Mi associo incondizionatamente al commento del Sig. Liuti sulla vicenda dei suicidi di Civitanova.
Mi scusi Liuti, ma se a Civitanova la colpa non è della politica, di chi è? Bah…
Ero tra quelli “su per le antiche scale” , per quanta gente affollava la sala della Biblioteca Statale. Mi perdo tante cose ultimamente, forse per effetto dello sconforto di cui parla Liuti con la sensibilità di chi riesce a cogliere l’epoca oltre la divisione in poveri e non (o meno..) poveri e sa che povertà si dice in molti modi né la si sconfigge declinandone uno solo, benché il più eclatante. Così come la scienza si avvale di molti percorsi e non è meno scienza quando e se si mostra consapevole delle zone d’ombra e del mistero.

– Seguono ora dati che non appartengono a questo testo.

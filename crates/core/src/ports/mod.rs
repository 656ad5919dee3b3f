pub mod persistence;
pub mod settings;
pub mod source;
pub mod time;

// Re-exports
pub use persistence::*;
pub use settings::*;
pub use source::*;
pub use time::*;
use crate::domain::Movie;
use anyhow::Result;

/// Port for resolving the movie catalog.
///
/// Both methods are blocking - callers should run them in `spawn_blocking`.
pub trait CatalogSource: Send + Sync {
    /// Resolve the catalog: local cache if present, otherwise fetch from the
    /// remote source and persist the payload as the cache. Once the cache
    /// exists, `load` never touches the network again (sticky cache).
    fn load(&self) -> Result<Vec<Movie>>;

    /// Bypass the cache: fetch from the remote source and overwrite the
    /// cache with the fresh payload.
    fn refresh(&self) -> Result<Vec<Movie>>;
}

Pasqualina: questo nome rievoca nei miei ricordi di bambina un nome che significava speranza, squarcio nel buio della disperazione o quanto meno la possibilità di abbreviare l’angoscia di attesa di un verdetto di condanna a morte a causa di una malattia. Così ascoltavo i racconti dei grandi che parlavano sottovoce di qualche grave problema e poi c’era sempre qualcuno che si offriva di andare a parlare con Pasqualina portando una fotografia della persona che aveva bisogno del suo aiuto sia medico che finanziario. Pasqualina l’ambasciatrice dell’intellegibile, capace di conoscere ricordare prevedere il futuro in forma intuitiva ,per improvvise illuminazioni. Una sorta di riminescenza platonica il saper leggere un sapere nascosto ,puramente intellettuale che è scritto nella nostra anima e che viene alla luce solo se stimolato da una richiesta che viene dal mondo sensibile. C’è un fisico che si chiama Juliana Barbour che sostiene che viviamo in un universo dove i fotogrammi tridimensionali di ciò che noi chiamiamo passato, presente e futuro sono tutti presenti contemporaneamente e noi passiamo dall’uno all’altro secondo le regole probabilistiche della meccanica quantistica. Questi fotogrammi sono la memoria dell’universo ,una sorta di banca dati della vita e dell’universo che nella teoria platonica vengono spiegati con la riminescenza: La reminiscenza o anamnesi è la nostra memoria assopita che si rianima e permette alle nostre conoscenze di venire alla luce ridestarsi e far riaffiorare un sapere che era stato dimenticato nel momento in cui siamo venuti al mondo e che successivamente abbiamo rimosso e che sopravvive solo nel nostro inconscio, salvo riaffiorare talvolta in particolari situazioni. La conoscenza è il ricordo di stati che non possono essere ordinati secondo un criterio puramente temporale che definisce ieri oggi domani e di conseguenza un luogo ,uno spazio una posizione precisa. Sono concetti che per chi è abituato a vivere in uno spazio e un tempo che sono assoluti e definiti fa venire le vertigini. Ma se noi comuni mortali siamo colpiti da tutto ciò ,consoliamoci che anche i fisici stanno brancolando nel buio .Siamo avvolti dal mistero ,vogliamo certezze e siamo condannati ad una totale indeterminazione e prima lo accetteremo e ce ne faremo una ragione prima riusciremo a trovare un po’ di serenità. Mi danno molto conforto la parole di questa meravigliosa poesia di Montale:Non Chiederci La Parola
Non chiederci la parola che squadri da ogni lato
l’animo nostro informe, e a lettere di fuoco
lo dichiari e risplenda come un croco
perduto in mezzo a un polveroso prato.
Ah l’uomo che se ne va sicuro,
agli altri ed a se stesso amico,
e l’ombra sua non cura che la canicola
stampa sopra uno scalcinato muro!
Non domandarci la formula che mondi possa aprirti,
sì qualche storta sillaba e secca come un ramo.
Codesto solo oggi possiamo dirti,
ciò che non siamo, ciò che non vogliamo.